## ASSIGNED TASK
Only the lines below, from the one with "pub fn with_color(mut" through the one with "pub struct Snapshot", are to be written out, exactly.

## INFORMATION SUPPLIED

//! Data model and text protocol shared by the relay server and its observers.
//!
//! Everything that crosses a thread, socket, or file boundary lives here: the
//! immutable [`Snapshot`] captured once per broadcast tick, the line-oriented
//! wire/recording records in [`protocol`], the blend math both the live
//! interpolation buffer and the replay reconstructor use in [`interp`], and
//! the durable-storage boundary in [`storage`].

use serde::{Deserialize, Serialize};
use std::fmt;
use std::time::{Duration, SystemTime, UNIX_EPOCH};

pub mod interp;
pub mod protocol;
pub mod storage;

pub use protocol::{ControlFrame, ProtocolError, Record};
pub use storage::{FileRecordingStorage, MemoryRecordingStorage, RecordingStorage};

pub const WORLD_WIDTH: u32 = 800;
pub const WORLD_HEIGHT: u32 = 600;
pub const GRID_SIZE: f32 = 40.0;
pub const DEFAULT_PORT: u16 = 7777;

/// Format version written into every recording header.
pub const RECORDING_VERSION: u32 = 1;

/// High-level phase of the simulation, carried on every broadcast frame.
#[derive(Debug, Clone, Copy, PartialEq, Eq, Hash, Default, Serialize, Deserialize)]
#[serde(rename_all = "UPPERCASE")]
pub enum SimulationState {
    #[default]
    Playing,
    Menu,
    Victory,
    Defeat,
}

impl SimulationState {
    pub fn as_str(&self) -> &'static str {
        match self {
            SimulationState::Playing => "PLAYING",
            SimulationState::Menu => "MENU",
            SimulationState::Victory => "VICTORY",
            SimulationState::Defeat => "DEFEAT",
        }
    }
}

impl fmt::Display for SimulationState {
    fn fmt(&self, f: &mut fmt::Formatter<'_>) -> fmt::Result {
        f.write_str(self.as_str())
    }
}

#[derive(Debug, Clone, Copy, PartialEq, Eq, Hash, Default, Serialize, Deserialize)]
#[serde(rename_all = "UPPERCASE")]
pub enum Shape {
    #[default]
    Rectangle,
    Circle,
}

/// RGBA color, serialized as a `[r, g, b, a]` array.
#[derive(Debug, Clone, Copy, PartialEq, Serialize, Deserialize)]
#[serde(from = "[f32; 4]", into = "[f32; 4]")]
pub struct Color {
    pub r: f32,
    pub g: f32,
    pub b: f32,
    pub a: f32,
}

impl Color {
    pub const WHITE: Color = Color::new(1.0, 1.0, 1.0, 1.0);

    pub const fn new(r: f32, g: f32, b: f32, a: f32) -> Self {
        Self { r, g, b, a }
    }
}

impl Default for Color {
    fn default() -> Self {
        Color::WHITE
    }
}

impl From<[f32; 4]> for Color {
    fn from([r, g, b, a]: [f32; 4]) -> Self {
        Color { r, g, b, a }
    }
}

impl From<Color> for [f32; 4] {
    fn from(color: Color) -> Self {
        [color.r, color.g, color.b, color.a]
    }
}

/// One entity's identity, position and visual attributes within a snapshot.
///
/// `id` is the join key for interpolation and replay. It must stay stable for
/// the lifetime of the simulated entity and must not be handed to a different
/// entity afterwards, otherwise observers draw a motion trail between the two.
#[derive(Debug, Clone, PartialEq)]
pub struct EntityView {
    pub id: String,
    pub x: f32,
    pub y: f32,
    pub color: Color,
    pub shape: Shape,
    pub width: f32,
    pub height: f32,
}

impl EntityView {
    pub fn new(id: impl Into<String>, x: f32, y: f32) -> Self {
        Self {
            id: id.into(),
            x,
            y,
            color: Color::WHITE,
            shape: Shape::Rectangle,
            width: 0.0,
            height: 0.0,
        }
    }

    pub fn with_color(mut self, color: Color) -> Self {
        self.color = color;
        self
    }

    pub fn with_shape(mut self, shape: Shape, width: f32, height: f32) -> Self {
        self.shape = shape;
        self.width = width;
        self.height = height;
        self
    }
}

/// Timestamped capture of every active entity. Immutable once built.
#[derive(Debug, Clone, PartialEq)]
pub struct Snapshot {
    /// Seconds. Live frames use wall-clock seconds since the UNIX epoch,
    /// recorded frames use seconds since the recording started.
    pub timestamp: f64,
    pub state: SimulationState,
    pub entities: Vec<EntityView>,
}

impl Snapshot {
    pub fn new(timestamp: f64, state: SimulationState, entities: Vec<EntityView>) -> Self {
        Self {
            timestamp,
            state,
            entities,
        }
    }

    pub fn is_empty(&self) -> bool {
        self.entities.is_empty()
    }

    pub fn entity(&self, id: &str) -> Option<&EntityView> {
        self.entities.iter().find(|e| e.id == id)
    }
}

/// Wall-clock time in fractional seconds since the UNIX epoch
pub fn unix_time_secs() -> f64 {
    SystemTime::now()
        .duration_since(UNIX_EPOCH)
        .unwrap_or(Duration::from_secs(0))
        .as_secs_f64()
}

## RESPONSE BELOW
    pub fn with_color(mut self, color: Color) -> Self {
        self.color = color;
        self
    }

    pub fn with_shape(mut self, shape: Shape, width: f32, height: f32) -> Self {
        self.shape = shape;
        self.width = width;
        self.height = height;
        self
    }
}

/// Timestamped capture of every active entity. Immutable once built.
#[derive(Debug, Clone, PartialEq)]
pub struct Snapshot {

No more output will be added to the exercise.